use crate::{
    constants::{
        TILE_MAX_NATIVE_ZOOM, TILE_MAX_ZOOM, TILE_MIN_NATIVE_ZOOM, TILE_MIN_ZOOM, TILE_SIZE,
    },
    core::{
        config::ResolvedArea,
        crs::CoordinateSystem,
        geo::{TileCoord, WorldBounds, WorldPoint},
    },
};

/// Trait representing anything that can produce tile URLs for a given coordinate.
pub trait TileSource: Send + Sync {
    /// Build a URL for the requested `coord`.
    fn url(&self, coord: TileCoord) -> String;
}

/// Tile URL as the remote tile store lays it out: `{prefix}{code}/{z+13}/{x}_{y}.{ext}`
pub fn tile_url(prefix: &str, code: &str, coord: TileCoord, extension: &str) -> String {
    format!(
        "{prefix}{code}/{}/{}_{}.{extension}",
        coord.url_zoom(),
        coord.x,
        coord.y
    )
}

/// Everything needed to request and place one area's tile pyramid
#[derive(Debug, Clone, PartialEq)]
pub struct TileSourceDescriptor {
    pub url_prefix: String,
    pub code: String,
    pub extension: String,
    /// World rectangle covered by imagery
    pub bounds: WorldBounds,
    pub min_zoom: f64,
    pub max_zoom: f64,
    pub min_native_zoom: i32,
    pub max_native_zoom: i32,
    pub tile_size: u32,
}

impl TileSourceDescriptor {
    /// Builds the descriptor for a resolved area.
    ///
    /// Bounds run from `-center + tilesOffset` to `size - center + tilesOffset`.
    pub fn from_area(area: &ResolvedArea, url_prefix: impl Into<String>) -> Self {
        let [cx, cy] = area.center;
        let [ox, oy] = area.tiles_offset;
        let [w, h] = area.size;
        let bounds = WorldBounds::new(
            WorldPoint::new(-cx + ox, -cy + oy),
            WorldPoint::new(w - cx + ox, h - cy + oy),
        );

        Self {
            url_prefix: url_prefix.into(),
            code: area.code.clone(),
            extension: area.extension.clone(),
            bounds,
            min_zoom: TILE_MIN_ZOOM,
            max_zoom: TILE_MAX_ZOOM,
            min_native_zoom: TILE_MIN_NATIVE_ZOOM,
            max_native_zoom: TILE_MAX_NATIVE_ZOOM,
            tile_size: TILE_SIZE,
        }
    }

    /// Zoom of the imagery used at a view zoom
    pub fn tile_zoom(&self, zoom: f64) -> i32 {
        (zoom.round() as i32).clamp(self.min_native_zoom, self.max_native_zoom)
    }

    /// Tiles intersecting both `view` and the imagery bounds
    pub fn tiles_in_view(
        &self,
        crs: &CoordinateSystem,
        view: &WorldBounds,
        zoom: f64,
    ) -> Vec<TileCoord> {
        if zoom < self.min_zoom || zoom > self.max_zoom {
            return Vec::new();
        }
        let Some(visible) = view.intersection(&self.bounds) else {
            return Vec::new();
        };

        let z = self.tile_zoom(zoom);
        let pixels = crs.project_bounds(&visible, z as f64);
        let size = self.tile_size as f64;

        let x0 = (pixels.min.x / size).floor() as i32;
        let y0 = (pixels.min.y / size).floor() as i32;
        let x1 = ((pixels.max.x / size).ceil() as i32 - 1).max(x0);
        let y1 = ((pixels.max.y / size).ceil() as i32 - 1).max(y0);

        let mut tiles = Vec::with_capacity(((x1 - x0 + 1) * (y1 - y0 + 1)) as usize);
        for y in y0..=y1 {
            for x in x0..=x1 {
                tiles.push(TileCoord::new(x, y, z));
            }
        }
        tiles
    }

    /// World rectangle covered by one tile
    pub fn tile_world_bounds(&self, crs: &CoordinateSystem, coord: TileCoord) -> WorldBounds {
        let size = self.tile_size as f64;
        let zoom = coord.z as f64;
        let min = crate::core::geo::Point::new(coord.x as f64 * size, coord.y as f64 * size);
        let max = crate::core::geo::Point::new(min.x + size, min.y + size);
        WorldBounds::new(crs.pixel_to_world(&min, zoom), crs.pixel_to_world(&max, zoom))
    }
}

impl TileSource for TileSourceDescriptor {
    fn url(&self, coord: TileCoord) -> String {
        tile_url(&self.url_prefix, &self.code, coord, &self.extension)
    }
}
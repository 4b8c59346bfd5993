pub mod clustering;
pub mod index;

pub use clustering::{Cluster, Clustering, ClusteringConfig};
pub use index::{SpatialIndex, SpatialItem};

◆ Work to be completed
All lines from the one with "repository 4b8c59346bfd5993" through the final line of the listing above are to be restated word for word; the lines before it are left out.

◆ Answer to the exercise
repository 4b8c59346bfd5993
pub mod clustering;
pub mod index;

pub use clustering::{Cluster, Clustering, ClusteringConfig};
pub use index::{SpatialIndex, SpatialItem};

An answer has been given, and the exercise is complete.